053:42:35 Cernan: That's it, Charlie. The Gulf of Mexico is right smack in the center up and down of the world. If you follow the terminator down and              went halfway and then went about halfway from there toward the rounder part of the Earth, you will find the Gulf of Mexico on that brown area you are           looking at, between Mexico and the southeastern United States. That's Houston right smack in the center of that clear area...goes from Central America          right on up into the states.

053:44:03 Stafford: Okay, Charlie. The total globe that you see there is bigger than what we actually see, since we have the zoom lens on and it is probably  about one and one-quarter times as big as we see it.

053:44:17 Duke: Copy, 10. As I said earlier, we are primarily getting the globe on a black background, and we see the white of the clouds and the blues  of the sea with an occasional glimpse of what I make out as landmasses in the brownish. But, it is really difficult for an untrained eye to pick out the exact landmasses. We are sitting here with the in-pad book that - We got it to show the various sizes and with this diagram, it is a big help.

053:45:12 Duke: I think what it is, 10, is the landmasses and the clouds tend to wash out and it is a little hard to discern the difference; but looks like we can pick out the shapes of Yucatan, Florida, and Cuba, and the Gulf of Mexico.

053:45:40 Cernan: …If you follow up…the Gulf of Mexico there - and then go straight north you see a little bit of V in the clouds and there's one going off to the right and a little thin sliver going to the right is the one I've been mentioning all day that goes from Indiana on through the northeast part of the country; and then that bigger blob that forms the left-hand side of the V is over the north, central United States and then right smack in center of the V is Lake Superior and Lake Michigan.

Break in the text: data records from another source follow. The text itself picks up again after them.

//! Establishes, reuses and tears down the browser's push subscription.
//!
//! Every call re-derives its decision from the push service's current
//! subscription rather than from local state, so repeated or overlapping
//! calls (app reloads, worker activation racing app start) converge on the
//! single subscription a registration may hold.

use crate::codec::decode_signing_key;
use crate::error::{PlatformError, SubscriptionError};
use crate::permission::PermissionGate;
use crate::ports::{
    NotificationBackend, NotificationPlatform, PushManager, ServiceWorkerContainer, TimeProvider,
};
use crate::types::push::{PermissionState, PushSubscription, SubscribeOptions};

use serde::Serialize;

pub const SERVICE_WORKER_URL: &str = "/sw.js";
pub const SERVICE_WORKER_SCOPE: &str = "/";

#[derive(Debug, Clone, Copy, PartialEq, Eq, Serialize)]
#[serde(rename_all = "snake_case")]
pub enum NotSubscribedReason {
    /// The platform has no notification or push capability.
    Unsupported,
    /// The user has not granted notification permission.
    PermissionDenied,
}

#[derive(Debug, Clone, Copy, PartialEq, Eq, Serialize)]
pub struct SubscribeOutcome {
    pub subscribed: bool,
    #[serde(skip_serializing_if = "Option::is_none")]
    pub reason: Option<NotSubscribedReason>,
}

impl SubscribeOutcome {
    pub fn subscribed() -> Self {
        Self {
            subscribed: true,
            reason: None,
        }
    }

    pub fn not_subscribed(reason: NotSubscribedReason) -> Self {
        Self {
            subscribed: false,
            reason: Some(reason),
        }
    }
}

pub struct SubscriptionManager<N, W, B, T> {
    gate: PermissionGate<N>,
    workers: W,
    backend: B,
    time: T,
}

impl<N, W, B, T> SubscriptionManager<N, W, B, T>
where
    N: NotificationPlatform,
    W: ServiceWorkerContainer,
    B: NotificationBackend,
    T: TimeProvider,
{
    pub fn new(platform: N, workers: W, backend: B, time: T) -> Self {
        Self {
            gate: PermissionGate::new(platform),
            workers,
            backend,
            time,
        }
    }

    pub fn permission_gate(&self) -> &PermissionGate<N> {
        &self.gate
    }

    pub async fn ensure_subscribed(&self) -> Result<SubscribeOutcome, SubscriptionError> {
        if !self.gate.is_supported() {
            tracing::info!("push notifications unsupported on this platform");
            return Ok(SubscribeOutcome::not_subscribed(
                NotSubscribedReason::Unsupported,
            ));
        }

        if self.gate.request_permission().await != PermissionState::Granted {
            return Ok(SubscribeOutcome::not_subscribed(
                NotSubscribedReason::PermissionDenied,
            ));
        }

        let registration = self
            .workers
            .register(SERVICE_WORKER_URL, SERVICE_WORKER_SCOPE)
            .await?;
        let signing_key = self.backend.vapid_public_key().await?;

        // The backend copy may have been lost, so a reused subscription is
        // uploaded again every time.
        if let Some(existing) = self.live_subscription(&registration).await? {
            tracing::debug!(endpoint = %existing.endpoint, "reusing push subscription");
            self.backend.register_subscription(&existing).await?;
            return Ok(SubscribeOutcome::subscribed());
        }

        let options = SubscribeOptions {
            user_visible_only: true,
            application_server_key: decode_signing_key(&signing_key.public_key)?,
        };
        let created = registration.subscribe(&options).await?;
        tracing::info!(endpoint = %created.endpoint, "created push subscription");
        self.backend.register_subscription(&created).await?;
        Ok(SubscribeOutcome::subscribed())
    }

    /// Revokes the endpoint on the backend before dropping it from the push
    /// service. An interruption in between leaves a dead endpoint on the
    /// backend, never a live endpoint the backend has forgotten.
    pub async fn ensure_unsubscribed(&self) -> Result<(), SubscriptionError> {
        if !self.gate.is_supported() {
            return Ok(());
        }

        let registration = self
            .workers
            .register(SERVICE_WORKER_URL, SERVICE_WORKER_SCOPE)
            .await?;
        let current = match registration.get_subscription().await {
            Ok(current) => current,
            Err(PlatformError::StaleEndpoint) => None,
            Err(err) => return Err(err.into()),
        };
        let Some(current) = current else {
            tracing::debug!("no push subscription to remove");
            return Ok(());
        };

        self.backend.revoke_subscription(&current.endpoint).await?;
        registration.unsubscribe().await?;
        tracing::info!(endpoint = %current.endpoint, "removed push subscription");
        Ok(())
    }

    async fn live_subscription(
        &self,
        registration: &W::Registration,
    ) -> Result<Option<PushSubscription>, PlatformError> {
        match registration.get_subscription().await {
            Ok(Some(existing)) if existing.is_expired(self.time.now()) => {
                tracing::warn!(endpoint = %existing.endpoint, "push subscription expired");
                if let Err(err) = registration.unsubscribe().await {
                    tracing::warn!(error = %err, "failed to drop expired push subscription");
                }
                Ok(None)
            }
            Ok(existing) => Ok(existing),
            Err(PlatformError::StaleEndpoint) => {
                tracing::warn!("push service reported a stale endpoint");
                Ok(None)
            }
            Err(err) => Err(err),
        }
    }
}
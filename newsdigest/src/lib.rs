// Library interface for newsdigest modules
// This allows tests and other binaries to import modules

pub mod delivery;
pub mod filters;
pub mod history;
pub mod ingestion;
pub mod llm;
pub mod pipeline;
pub mod prompt;
pub mod query;

pub use ingestion::NewsItem;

053:46:20 Cernan: And then way up on the upper left-hand, maybe about 10 o'clock on the globe, you will see a funny cloud pattern that sort of looks like a sea serpent of some sort with his beak pointing to the right. That that cloud pattern that Tom was referring to up in the Alaska area.

From this description that the cloud mass he is describing is the large mass over the northern US identified by the purple arrow in the next image, AS10-35-5068 which is shown below in figure The comparison with the satellite images is done in figure

Figure AS10-34-5068. AFJ Source

Figure ESSA 9 (top left upper & lower), ATS-3 (bottom left) and NIMBUS-3 IDCS (bottom right) compared with AS10-34-5068. Below these are ESSA (left) and NIMBUS (centre) 3D models built using digitally restored data and a SkySafari time estimate.

The disappearance of most of south America beyond the terminator puts the time at 23:15, with the satellite images showing weather systems from the 20th. As far as the satellite timings are concerned, ATS is obviously from the same time as before, and nearly all of the land masses visible are now beyond its view. We can also see that the large swirl described in the TV commentary is identified by the blue arrow here. Not for the first time we have a very clear Hasselblad image showing exactly what was filmed and described in the TV footage.

As for satellite timings, ESSA's terminator position would have been on track 3 of its circuit, or orbit 1042, commencing at 18:09 on the 20th, but the area over the Pacific wouldn't be imaged for another hour after the photograph (track 6, orbit 1045). NIMBUS' track 489 was commenced at 14:55 on the 20th, and not all of the area in the photograph was imaged on the 20th.